- Vargas, Maxemiliano V;
- Dunlap, Lee E;
- Dong, Chunyang;
- Carter, Samuel J;
- Tombari, Robert J;
- Jami, Shekib A;
- Cameron, Lindsay P;
- Patel, Seona D;
- Hennessey, Joseph J;
- Saeger, Hannah N;
- McCorvy, John D;
- Gray, John A;
- Tian, Lin;
- Olson, David E
Decreased dendritic spine density in the cortex is a hallmark of several neuropsychiatric diseases, and the ability to promote cortical neuron growth has been hypothesized to underlie the rapid and sustained therapeutic effects of psychedelics. Activation of 5-hydroxytryptamine (serotonin) 2A receptors (5-HT2ARs) is essential for psychedelic-induced cortical plasticity, but it is currently unclear why some 5-HT2AR agonists promote neuroplasticity, whereas others do not.
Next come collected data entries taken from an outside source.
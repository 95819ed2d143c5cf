//! Progress counters shared by quests and achievements

use serde::{Deserialize, Serialize};

/// Monotonic counter compared against a fixed target.
///
/// Completion happens at most once: once `completed` is set the counter
/// ignores further advances.
#[derive(Debug, Clone, Copy, PartialEq, Eq, Serialize, Deserialize)]
pub struct ProgressCounter {
    pub progress: u32,
    pub target: u32,
    pub completed: bool,
}

impl ProgressCounter {
    pub fn new(target: u32) -> Self {
        Self {
            progress: 0,
            target,
            completed: false,
        }
    }

    /// Add `amount` and report whether this call completed the counter
    pub fn advance(&mut self, amount: u32) -> bool {
        if self.completed {
            return false;
        }
        self.progress = self.progress.saturating_add(amount);
        if self.progress >= self.target {
            self.completed = true;
            return true;
        }
        false
    }
}

#[cfg(test)]
mod tests {
    use super::*;

    #[test]
    fn test_completes_exactly_once() {
        let mut counter = ProgressCounter::new(3);
        assert!(!counter.advance(2));
        assert!(counter.advance(1));
        assert!(counter.completed);

        let frozen = counter;
        assert!(!counter.advance(5));
        assert_eq!(counter, frozen);
    }

    #[test]
    fn test_overshoot_completes() {
        let mut counter = ProgressCounter::new(10);
        assert!(counter.advance(25));
        assert_eq!(counter.progress, 25);
    }
}
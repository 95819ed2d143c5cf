//! Quest, achievement, reward and story choice routes

use std::sync::Arc;

use axum::{
    extract::{Path, State},
    http::StatusCode,
    Json,
};
use serde::{Deserialize, Serialize};

use super::{error_response, parse_player_id};
use crate::application::services::{
    AchievementOverview, RewardOutcome, SceneData, StoryOutcome,
};
use crate::domain::entities::Quest;
use crate::infrastructure::state::AppState;

#[derive(Debug, Deserialize)]
pub struct BattleRewardRequest {
    pub score: u64,
    pub max_combo: u32,
    pub perfect_hits: u32,
}

#[derive(Debug, Deserialize)]
pub struct StoryChoiceRequest {
    pub choice_id: String,
    #[serde(default)]
    pub scene: SceneData,
}

#[derive(Debug, Serialize)]
pub struct DailyQuestsResponse {
    /// Quests newly added; today's existing quests are not duplicated
    pub created: u32,
}

pub async fn list_achievements(
    State(state): State<Arc<AppState>>,
    Path(id): Path<String>,
) -> Result<Json<AchievementOverview>, (StatusCode, String)> {
    let player_id = parse_player_id(&id)?;
    state
        .player_service
        .get_player(player_id)
        .await
        .map_err(error_response)?;

    let list = state
        .quest_service
        .achievements(player_id)
        .await
        .map_err(error_response)?;
    Ok(Json(AchievementOverview::new(list)))
}

/// List unexpired quests
pub async fn list_quests(
    State(state): State<Arc<AppState>>,
    Path(id): Path<String>,
) -> Result<Json<Vec<Quest>>, (StatusCode, String)> {
    let player_id = parse_player_id(&id)?;
    state
        .player_service
        .get_player(player_id)
        .await
        .map_err(error_response)?;

    state
        .quest_service
        .active_quests(player_id)
        .await
        .map(Json)
        .map_err(error_response)
}

pub async fn generate_daily_quests(
    State(state): State<Arc<AppState>>,
    Path(id): Path<String>,
) -> Result<Json<DailyQuestsResponse>, (StatusCode, String)> {
    let player_id = parse_player_id(&id)?;
    let _guard = state.player_locks.acquire(player_id).await;
    state
        .player_service
        .get_player(player_id)
        .await
        .map_err(error_response)?;

    let created = state
        .quest_service
        .generate_daily_quests(player_id)
        .await
        .map_err(error_response)?;
    Ok(Json(DailyQuestsResponse { created }))
}

/// Credit rewards for a battle reported by the caller
pub async fn apply_battle_rewards(
    State(state): State<Arc<AppState>>,
    Path(id): Path<String>,
    Json(req): Json<BattleRewardRequest>,
) -> Result<Json<RewardOutcome>, (StatusCode, String)> {
    let player_id = parse_player_id(&id)?;
    let _guard = state.player_locks.acquire(player_id).await;

    state
        .progression_service
        .apply_battle_rewards(player_id, req.score, req.max_combo, req.perfect_hits)
        .await
        .map(Json)
        .map_err(error_response)
}

pub async fn process_story_choice(
    State(state): State<Arc<AppState>>,
    Path(id): Path<String>,
    Json(req): Json<StoryChoiceRequest>,
) -> Result<Json<StoryOutcome>, (StatusCode, String)> {
    let player_id = parse_player_id(&id)?;
    let _guard = state.player_locks.acquire(player_id).await;

    state
        .progression_service
        .process_story_choice(player_id, &req.choice_id, &req.scene)
        .await
        .map(Json)
        .map_err(error_response)
}
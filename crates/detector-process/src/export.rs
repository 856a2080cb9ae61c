use std::ffi::OsString;
use std::path::{Path, PathBuf};
use std::process::{Command, Stdio};

use tracing::info;

use crate::error::{DetectorError, Result};

/// Request to write the kept clips of `input` into `output`.
#[derive(Debug, Clone, PartialEq)]
pub struct ExportArgs {
    pub input: PathBuf,
    pub output: PathBuf,
    pub clips: Vec<[f64; 2]>,
    pub keyframes: Vec<f64>,
}

impl ExportArgs {
    /// Builds `--write-clips --input <in> --output <out> --clips <json> --keyframes <json>`.
    pub fn to_command_args(&self) -> Result<Vec<OsString>> {
        let clips = serde_json::to_string(&self.clips).map_err(|_| DetectorError::Parse {
            context: "export clip list",
            value: format!("{:?}", self.clips),
        })?;
        let keyframes = serde_json::to_string(&self.keyframes).map_err(|_| DetectorError::Parse {
            context: "export keyframe list",
            value: format!("{:?}", self.keyframes),
        })?;

        Ok(vec![
            "--write-clips".into(),
            "--input".into(),
            self.input.clone().into_os_string(),
            "--output".into(),
            self.output.clone().into_os_string(),
            "--clips".into(),
            clips.into(),
            "--keyframes".into(),
            keyframes.into(),
        ])
    }
}

/// Asks the detector to cut `args.clips` out of the input and write them to
/// `args.output`. Blocks until the detector exits.
pub fn run_export(program: &Path, args: &ExportArgs) -> Result<()> {
    let command_args = args.to_command_args()?;
    let command_line = crate::run::command_for_display(program, &command_args);
    info!(
        command = %command_line,
        clip_count = args.clips.len(),
        "spawning detector export"
    );

    let output = Command::new(program)
        .args(&command_args)
        .stdin(Stdio::null())
        .output()
        .map_err(|source| DetectorError::Io {
            context: "run detector export",
            source,
        })?;
    if !output.status.success() {
        return Err(DetectorError::CommandFailed {
            command: command_line,
            status: output.status,
            stderr: String::from_utf8_lossy(&output.stderr).into_owned(),
        });
    }

    info!(output = ?args.output, "export finished");
    Ok(())
}
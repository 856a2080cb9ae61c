use serde::{Deserialize, Serialize};

use crate::error::{DetectorError, Result};

/// One JSON line written by the detector on stdout.
///
/// ```text
/// {"type":"progress","progress":0.42,"speed":3.1}
/// {"type":"log","text":"found elimination at 63.2s"}
/// {"type":"result","clips":[[59.2,63.2]],"keyframes":[0.0,2.0],"input_duration":120.0}
/// ```
#[derive(Debug, Clone, PartialEq, Serialize, Deserialize)]
#[serde(tag = "type", rename_all = "lowercase")]
pub enum DetectorMessage {
    Progress { progress: f64, speed: f64 },
    Log { text: String },
    Result(DetectorOutput),
}

/// Final detector output: kept clips and keyframe positions in seconds.
#[derive(Debug, Clone, Default, PartialEq, Serialize, Deserialize)]
pub struct DetectorOutput {
    pub clips: Vec<[f64; 2]>,
    pub keyframes: Vec<f64>,
    #[serde(default, alias = "inputDuration")]
    pub input_duration: Option<f64>,
}

/// Parses one stdout line.
///
/// # Example
/// ```
/// use detector_process::{DetectorMessage, parse_message};
///
/// let message = parse_message(r#"{"type":"progress","progress":0.5,"speed":2.0}"#)
///     .expect("valid line");
/// assert_eq!(
///     message,
///     DetectorMessage::Progress {
///         progress: 0.5,
///         speed: 2.0
///     }
/// );
/// ```
pub fn parse_message(line: &str) -> Result<DetectorMessage> {
    serde_json::from_str(line.trim()).map_err(|_| DetectorError::Parse {
        context: "detector message",
        value: line.to_string(),
    })
}

#[cfg(test)]
mod tests {
    use super::{DetectorMessage, DetectorOutput, parse_message};

    #[test]
    fn parse_result_line_with_default_duration() {
        let message = parse_message(r#"{"type":"result","clips":[[1,2.5]],"keyframes":[0,1]}"#)
            .expect("result line");

        assert_eq!(
            message,
            DetectorMessage::Result(DetectorOutput {
                clips: vec![[1.0, 2.5]],
                keyframes: vec![0.0, 1.0],
                input_duration: None,
            })
        );
    }

    #[test]
    fn parse_log_line() {
        let message = parse_message(r#"  {"type":"log","text":"opened input"}  "#).expect("log");

        assert_eq!(
            message,
            DetectorMessage::Log {
                text: String::from("opened input")
            }
        );
    }

    #[test]
    fn parse_rejects_plain_text() {
        assert!(parse_message("INFO decoding frame 12").is_err());
        assert!(parse_message(r#"{"type":"unknown"}"#).is_err());
    }
}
We used molecular and genetic tools to demonstrate that intracellular 5-HT2ARs mediate the plasticity-promoting properties of psychedelics; these results explain why serotonin does not engage similar plasticity mechanisms. This work emphasizes the role of location bias in 5-HT2AR signaling, identifies intracellular 5-HT2ARs as a therapeutic target, and raises the intriguing possibility that serotonin might not be the endogenous ligand for intracellular 5-HT2ARs in the cortex.